Sally Bruce is doing a wonderful job with the violin solo, as are the principal players, most of whom have exposed solos throughout the entire piece. In a way, this piece is like a mini concerto for orchestra with a moment for every principal player to shine. My role in being here is to encourage the soloists to come out more when they are in the spotlight, and to help the rest of the players to really listen, so they know when they should be in a foreground, middle or background.

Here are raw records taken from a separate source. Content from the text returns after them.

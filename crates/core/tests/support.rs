//! Shared fixtures for core integration tests: a scripted in-memory port
//! and builders for wire records.

#![allow(dead_code)]

use std::collections::{HashMap, VecDeque};
use std::sync::Arc;
use std::time::Duration;

use adsync_core::{AdsResourcePort, ResourceData, ResourceKey, ResourceKind, ResourceRequest};
use adsync_domain::{
    AdSyncError, Customer, FullSyncResult, Result, SearchTerm, SyncAccountStructureRequest,
    SyncJob, SyncJobStatus, SyncResult, SyncSearchTermsRequest,
};
use async_trait::async_trait;
use parking_lot::Mutex;

/// One scripted answer: wait `delay`, then return `result`.
pub struct Reply {
    pub delay: Duration,
    pub result: Result<ResourceData>,
}

impl Reply {
    pub fn ok(data: ResourceData) -> Self {
        Self { delay: Duration::ZERO, result: Ok(data) }
    }

    pub fn err(error: AdSyncError) -> Self {
        Self { delay: Duration::ZERO, result: Err(error) }
    }

    pub fn after(mut self, delay: Duration) -> Self {
        self.delay = delay;
        self
    }
}

/// Port that answers reads from per-kind queues and records every call.
///
/// An empty queue answers with empty data of the requested kind.
#[derive(Default)]
pub struct ScriptedPort {
    replies: Mutex<HashMap<ResourceKind, VecDeque<Reply>>>,
    reads: Mutex<Vec<ResourceKey>>,
    search_terms_syncs: Mutex<Vec<SyncSearchTermsRequest>>,
    structure_syncs: Mutex<Vec<SyncAccountStructureRequest>>,
    sync_delay: Mutex<Duration>,
    fail_syncs: Mutex<Option<AdSyncError>>,
}

impl ScriptedPort {
    pub fn new() -> Arc<Self> {
        Arc::new(Self::default())
    }

    pub fn push(&self, kind: ResourceKind, reply: Reply) {
        self.replies.lock().entry(kind).or_default().push_back(reply);
    }

    pub fn reads(&self) -> Vec<ResourceKey> {
        self.reads.lock().clone()
    }

    pub fn reads_of(&self, kind: ResourceKind) -> usize {
        self.reads.lock().iter().filter(|key| key.kind() == kind).count()
    }

    pub fn search_terms_syncs(&self) -> Vec<SyncSearchTermsRequest> {
        self.search_terms_syncs.lock().clone()
    }

    pub fn structure_syncs(&self) -> Vec<SyncAccountStructureRequest> {
        self.structure_syncs.lock().clone()
    }

    pub fn delay_syncs(&self, delay: Duration) {
        *self.sync_delay.lock() = delay;
    }

    pub fn fail_syncs(&self, error: AdSyncError) {
        *self.fail_syncs.lock() = Some(error);
    }

    async fn sync_pause(&self) -> Result<()> {
        let delay = *self.sync_delay.lock();
        if !delay.is_zero() {
            tokio::time::sleep(delay).await;
        }
        match self.fail_syncs.lock().clone() {
            Some(error) => Err(error),
            None => Ok(()),
        }
    }
}

#[async_trait]
impl AdsResourcePort for ScriptedPort {
    async fn fetch(&self, request: &ResourceRequest) -> Result<ResourceData> {
        self.reads.lock().push(request.key());
        let reply = self.replies.lock().get_mut(&request.kind()).and_then(VecDeque::pop_front);

        let Some(reply) = reply else {
            return Ok(empty(request.kind()));
        };
        if !reply.delay.is_zero() {
            tokio::time::sleep(reply.delay).await;
        }
        reply.result
    }

    async fn sync_search_terms(&self, request: &SyncSearchTermsRequest) -> Result<SyncResult> {
        self.search_terms_syncs.lock().push(request.clone());
        self.sync_pause().await?;
        Ok(sync_result(&request.customer_id, &request.start_date, &request.end_date))
    }

    async fn sync_account_structure(
        &self,
        request: &SyncAccountStructureRequest,
    ) -> Result<FullSyncResult> {
        self.structure_syncs.lock().push(request.clone());
        self.sync_pause().await?;
        Ok(FullSyncResult { total_campaigns: 3, total_ad_groups: 7, total_keywords: 42 })
    }
}

pub fn empty(kind: ResourceKind) -> ResourceData {
    match kind {
        ResourceKind::Accounts => ResourceData::Accounts(Vec::new()),
        ResourceKind::Customers => ResourceData::Customers(Vec::new()),
        ResourceKind::Campaigns => ResourceData::Campaigns(Vec::new()),
        ResourceKind::AdGroups => ResourceData::AdGroups(Vec::new()),
        ResourceKind::Keywords => ResourceData::Keywords(Vec::new()),
        ResourceKind::SearchTerms => ResourceData::SearchTerms(Vec::new()),
        ResourceKind::StoredTerms => ResourceData::StoredTerms(Vec::new()),
        ResourceKind::SyncJobs => ResourceData::SyncJobs(Vec::new()),
    }
}

pub fn customer(customer_id: &str, name: &str) -> Customer {
    serde_json::from_value(serde_json::json!({
        "id": format!("row-{customer_id}"),
        "customerId": customer_id,
        "customerName": name,
        "loginCustomerId": customer_id,
        "isManagerAccount": false,
    }))
    .unwrap()
}

pub fn search_term(text: &str) -> SearchTerm {
    serde_json::from_value(serde_json::json!({
        "campaignId": "c1",
        "campaignName": "Brand",
        "adGroupId": "g1",
        "adGroupName": "Brand - Exact",
        "searchTerm": text,
        "keyword": "acme",
        "metrics": {"impressions": 100, "clicks": 7, "cost": 3.5, "conversions": 1.0},
    }))
    .unwrap()
}

pub fn sync_job(id: &str, status: SyncJobStatus) -> SyncJob {
    serde_json::from_value(serde_json::json!({
        "id": id,
        "status": status.as_str(),
        "syncStartDate": "2024-01-01",
        "syncEndDate": "2024-01-31",
        "syncType": "search_terms",
        "createdAt": "2024-02-01T10:00:00Z",
    }))
    .unwrap()
}

pub fn sync_result(customer_id: &str, start_date: &str, end_date: &str) -> SyncResult {
    serde_json::from_value(serde_json::json!({
        "jobId": "j1",
        "customerId": customer_id,
        "customerName": "Acme",
        "status": "completed",
        "recordsFetched": 10,
        "recordsStored": 10,
        "startDate": start_date,
        "endDate": end_date,
    }))
    .unwrap()
}

pub fn jobs(statuses: &[SyncJobStatus]) -> ResourceData {
    ResourceData::SyncJobs(
        statuses
            .iter()
            .enumerate()
            .map(|(i, status)| sync_job(&format!("job-{i}"), *status))
            .collect(),
    )
}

Luckily for me, Maestro Massey is doing an excellent job helping the players learn the music. It is always more difficult working on a new piece with an orchestra – meaning, not a work by the likes of Beethoven, Brahms and Mahler – but you would not know it with Massey, who is treating my piece with the same care and passion that he treats the war horses on the upcoming programs. I keep reminding him to pretend I am one of the dead composers, and we laugh about that! Even the best conductors sometimes defer to composers more than they need to, but Mr. Massy is so seasoned that I really trust him to take the reins and really go for it.

Likewise for the players, sometimes having the composer looking over your shoulder can be a little intimidating, but I hope everyone is starting to feel free to have fun and make music (after they learn the notes, of course!), and feel the same kind of passion they would with a piece by someone who is long gone. Not that I want them to forget I am there. In fact, I want them to feel free to talk to me anytime but it’s so much more fun when I hear their personalities shine through.

All of this leads me to one of my favorite parts of working with VYO: there is an electric energy that younger players bring to a piece of music that older players sometimes lack. To see how excited the VYO members are to be together, playing music, having fun with their friends and learning something new; this is what I live for.

Rob Paterson, VYOA Music Alive Composer-in-Residence

Photo: Daniel Dottavio

Robert Paterson is the Music Alive Composer-in-Residence with the VYOA. Music Alive is a national residency program of the League of American Orchestras and Meet The Composer.